What you should do: Could the data underneath be repeated exactly, in full?

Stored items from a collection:
+--

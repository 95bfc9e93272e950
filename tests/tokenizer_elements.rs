//! Tokenization tests for individual markdown elements
//!
//! Each case feeds a short source through the tokenizer and checks the marked string and the
//! token kinds. Longer documents are checked with inline snapshots of the `tokens` listing.

use mdtok::markdown::formats::FormatRegistry;
use mdtok::markdown::{tokenize, ElementKind, Token};
use rstest::rstest;

use ElementKind::*;

fn kinds(source: &str) -> Vec<ElementKind> {
    tokenize(source).tokens.iter().map(|token| token.kind).collect()
}

fn listing(source: &str) -> String {
    FormatRegistry::with_defaults()
        .serialize(&tokenize(source), "tokens")
        .expect("tokens format is registered")
}

#[rstest]
#[case::hash_mid_line("This is not a #Header Test.", "This is not a #Header Test.%BREAK%")]
#[case::double_hash_mid_line("This is not a ##Subheader.", "This is not a ##Subheader.%BREAK%")]
#[case::header1(
    "#Header Test.\nAnd this is a new line",
    "%H1%Header Test.%BREAK%And this is a new line%BREAK%"
)]
#[case::header2(
    "##Subheader...and it's\ngone!",
    "%H2%Subheader...and it's%BREAK%gone!%BREAK%"
)]
#[case::bold(
    "And this my dear friend, is *bold*...",
    "And this my dear friend, is %B%bold%B%...%BREAK%"
)]
#[case::italic(
    "And this is cursive **italics** ...",
    "And this is cursive %IT%italics%IT% ...%BREAK%"
)]
#[case::multi_word_italic(
    "And this is cursive **text and if everything is good then this as well** ...",
    "And this is cursive %IT%text and if everything is good then this as well%IT% ...%BREAK%"
)]
#[case::gt_mid_line("This is > not a quote.", "This is > not a quote.%BREAK%")]
#[case::quote(
    ">Quote test.\nAnd this is a new line",
    "%QT%Quote test.%BREAK%And this is a new line%BREAK%"
)]
#[case::quote_with_space(
    "> Quote test.\nAnd this is a new line",
    "%QT% Quote test.%BREAK%And this is a new line%BREAK%"
)]
#[case::list_items("* first\n* second", "%UL%first%BREAK%%UL%second%BREAK%")]
#[case::empty("", "%BREAK%")]
fn test_marked_string(#[case] source: &str, #[case] expected: &str) {
    assert_eq!(tokenize(source).marked, expected);
}

#[rstest]
#[case::hash_mid_line("This is not a #Header Test.", vec![Break])]
#[case::header1("#Header Test.\nAnd this is a new line", vec![Header1, Break, Break])]
#[case::header2("##Subheader...and it's\ngone!", vec![Header2, Break, Break])]
#[case::bold("And this my dear friend, is *bold*...", vec![Bold, Bold, Break])]
#[case::italic("And this is cursive **italics** ...", vec![Italic, Italic, Break])]
#[case::quote(">Quote test.\nAnd this is a new line", vec![Quote, Break, Break])]
#[case::list_items("* first\n* second", vec![UnorderedListItem, Break, UnorderedListItem, Break])]
#[case::blank_lines("\n\n", vec![Break, Break, Break])]
fn test_token_kinds(#[case] source: &str, #[case] expected: Vec<ElementKind>) {
    assert_eq!(kinds(source), expected);
}

#[test]
fn test_nested_bold_in_italic_offsets() {
    let result = tokenize(
        "And this is cursive **text and if *everything is good* then this as well** ...",
    );
    assert_eq!(
        result.marked,
        "And this is cursive %IT%text and if %B%everything is good%B% then this as well%IT% ...%BREAK%"
    );
    assert_eq!(
        result.tokens,
        vec![
            Token::new(Italic, 20),
            Token::new(Bold, 36),
            Token::new(Bold, 57),
            Token::new(Italic, 78),
            Token::new(Break, result.marked.len() - "%BREAK%".len()),
        ]
    );
}

#[test]
fn test_quote_offsets() {
    let result = tokenize("> Quote test.\nAnd this is a new line");
    assert_eq!(
        result.tokens,
        vec![
            Token::new(Quote, 0),
            Token::new(Break, 16),
            Token::new(Break, result.marked.len() - "%BREAK%".len()),
        ]
    );
}

#[test]
fn test_all_elements_in_one_document() {
    let source = "#A test of how well tokenization works\n\n##We try this with a limited subset for now\nThings that should work are: #h1 headers, ##h2 headers, *bold modifiers*, and **italic modifiers**";
    let result = tokenize(source);

    insta::assert_snapshot!(
        result.marked,
        @"%H1%A test of how well tokenization works%BREAK%%BREAK%%H2%We try this with a limited subset for now%BREAK%Things that should work are: #h1 headers, ##h2 headers, %B%bold modifiers%B%, and %IT%italic modifiers%IT%%BREAK%"
    );
    insta::assert_snapshot!(listing(source), @r"
    H1@0
    BREAK@41
    BREAK@48
    H2@55
    BREAK@100
    B@163
    B@180
    IT@189
    IT@209
    BREAK@213
    ");
}

#[test]
fn test_mixed_block_elements() {
    insta::assert_snapshot!(listing("# Title\n> *quoted* text\n* item"), @r"
    H1@0
    BREAK@10
    QT@17
    B@22
    B@31
    BREAK@39
    UL@46
    BREAK@54
    ");
}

+--

Solved problem:
repository 95bfc9e93272e950
filename tests/tokenizer_elements.rs
//! Tokenization tests for individual markdown elements
//!
//! Each case feeds a short source through the tokenizer and checks the marked string and the
//! token kinds. Longer documents are checked with inline snapshots of the `tokens` listing.

use mdtok::markdown::formats::FormatRegistry;
use mdtok::markdown::{tokenize, ElementKind, Token};
use rstest::rstest;

use ElementKind::*;

fn kinds(source: &str) -> Vec<ElementKind> {
    tokenize(source).tokens.iter().map(|token| token.kind).collect()
}

fn listing(source: &str) -> String {
    FormatRegistry::with_defaults()
        .serialize(&tokenize(source), "tokens")
        .expect("tokens format is registered")
}

#[rstest]
#[case::hash_mid_line("This is not a #Header Test.", "This is not a #Header Test.%BREAK%")]
#[case::double_hash_mid_line("This is not a ##Subheader.", "This is not a ##Subheader.%BREAK%")]
#[case::header1(
    "#Header Test.\nAnd this is a new line",
    "%H1%Header Test.%BREAK%And this is a new line%BREAK%"
)]
#[case::header2(
    "##Subheader...and it's\ngone!",
    "%H2%Subheader...and it's%BREAK%gone!%BREAK%"
)]
#[case::bold(
    "And this my dear friend, is *bold*...",
    "And this my dear friend, is %B%bold%B%...%BREAK%"
)]
#[case::italic(
    "And this is cursive **italics** ...",
    "And this is cursive %IT%italics%IT% ...%BREAK%"
)]
#[case::multi_word_italic(
    "And this is cursive **text and if everything is good then this as well** ...",
    "And this is cursive %IT%text and if everything is good then this as well%IT% ...%BREAK%"
)]
#[case::gt_mid_line("This is > not a quote.", "This is > not a quote.%BREAK%")]
#[case::quote(
    ">Quote test.\nAnd this is a new line",
    "%QT%Quote test.%BREAK%And this is a new line%BREAK%"
)]
#[case::quote_with_space(
    "> Quote test.\nAnd this is a new line",
    "%QT% Quote test.%BREAK%And this is a new line%BREAK%"
)]
#[case::list_items("* first\n* second", "%UL%first%BREAK%%UL%second%BREAK%")]
#[case::empty("", "%BREAK%")]
fn test_marked_string(#[case] source: &str, #[case] expected: &str) {
    assert_eq!(tokenize(source).marked, expected);
}

#[rstest]
#[case::hash_mid_line("This is not a #Header Test.", vec![Break])]
#[case::header1("#Header Test.\nAnd this is a new line", vec![Header1, Break, Break])]
#[case::header2("##Subheader...and it's\ngone!", vec![Header2, Break, Break])]
#[case::bold("And this my dear friend, is *bold*...", vec![Bold, Bold, Break])]
#[case::italic("And this is cursive **italics** ...", vec![Italic, Italic, Break])]
#[case::quote(">Quote test.\nAnd this is a new line", vec![Quote, Break, Break])]
#[case::list_items("* first\n* second", vec![UnorderedListItem, Break, UnorderedListItem, Break])]
#[case::blank_lines("\n\n", vec![Break, Break, Break])]
fn test_token_kinds(#[case] source: &str, #[case] expected: Vec<ElementKind>) {
    assert_eq!(kinds(source), expected);
}

#[test]
fn test_nested_bold_in_italic_offsets() {
    let result = tokenize(
        "And this is cursive **text and if *everything is good* then this as well** ...",
    );
    assert_eq!(
        result.marked,
        "And this is cursive %IT%text and if %B%everything is good%B% then this as well%IT% ...%BREAK%"
    );
    assert_eq!(
        result.tokens,
        vec![
            Token::new(Italic, 20),
            Token::new(Bold, 36),
            Token::new(Bold, 57),
            Token::new(Italic, 78),
            Token::new(Break, result.marked.len() - "%BREAK%".len()),
        ]
    );
}

#[test]
fn test_quote_offsets() {
    let result = tokenize("> Quote test.\nAnd this is a new line");
    assert_eq!(
        result.tokens,
        vec![
            Token::new(Quote, 0),
            Token::new(Break, 16),
            Token::new(Break, result.marked.len() - "%BREAK%".len()),
        ]
    );
}

#[test]
fn test_all_elements_in_one_document() {
    let source = "#A test of how well tokenization works\n\n##We try this with a limited subset for now\nThings that should work are: #h1 headers, ##h2 headers, *bold modifiers*, and **italic modifiers**";
    let result = tokenize(source);

    insta::assert_snapshot!(
        result.marked,
        @"%H1%A test of how well tokenization works%BREAK%%BREAK%%H2%We try this with a limited subset for now%BREAK%Things that should work are: #h1 headers, ##h2 headers, %B%bold modifiers%B%, and %IT%italic modifiers%IT%%BREAK%"
    );
    insta::assert_snapshot!(listing(source), @r"
    H1@0
    BREAK@41
    BREAK@48
    H2@55
    BREAK@100
    B@163
    B@180
    IT@189
    IT@209
    BREAK@213
    ");
}

#[test]
fn test_mixed_block_elements() {
    insta::assert_snapshot!(listing("# Title\n> *quoted* text\n* item"), @r"
    H1@0
    BREAK@10
    QT@17
    B@22
    B@31
    BREAK@39
    UL@46
    BREAK@54
    ");
}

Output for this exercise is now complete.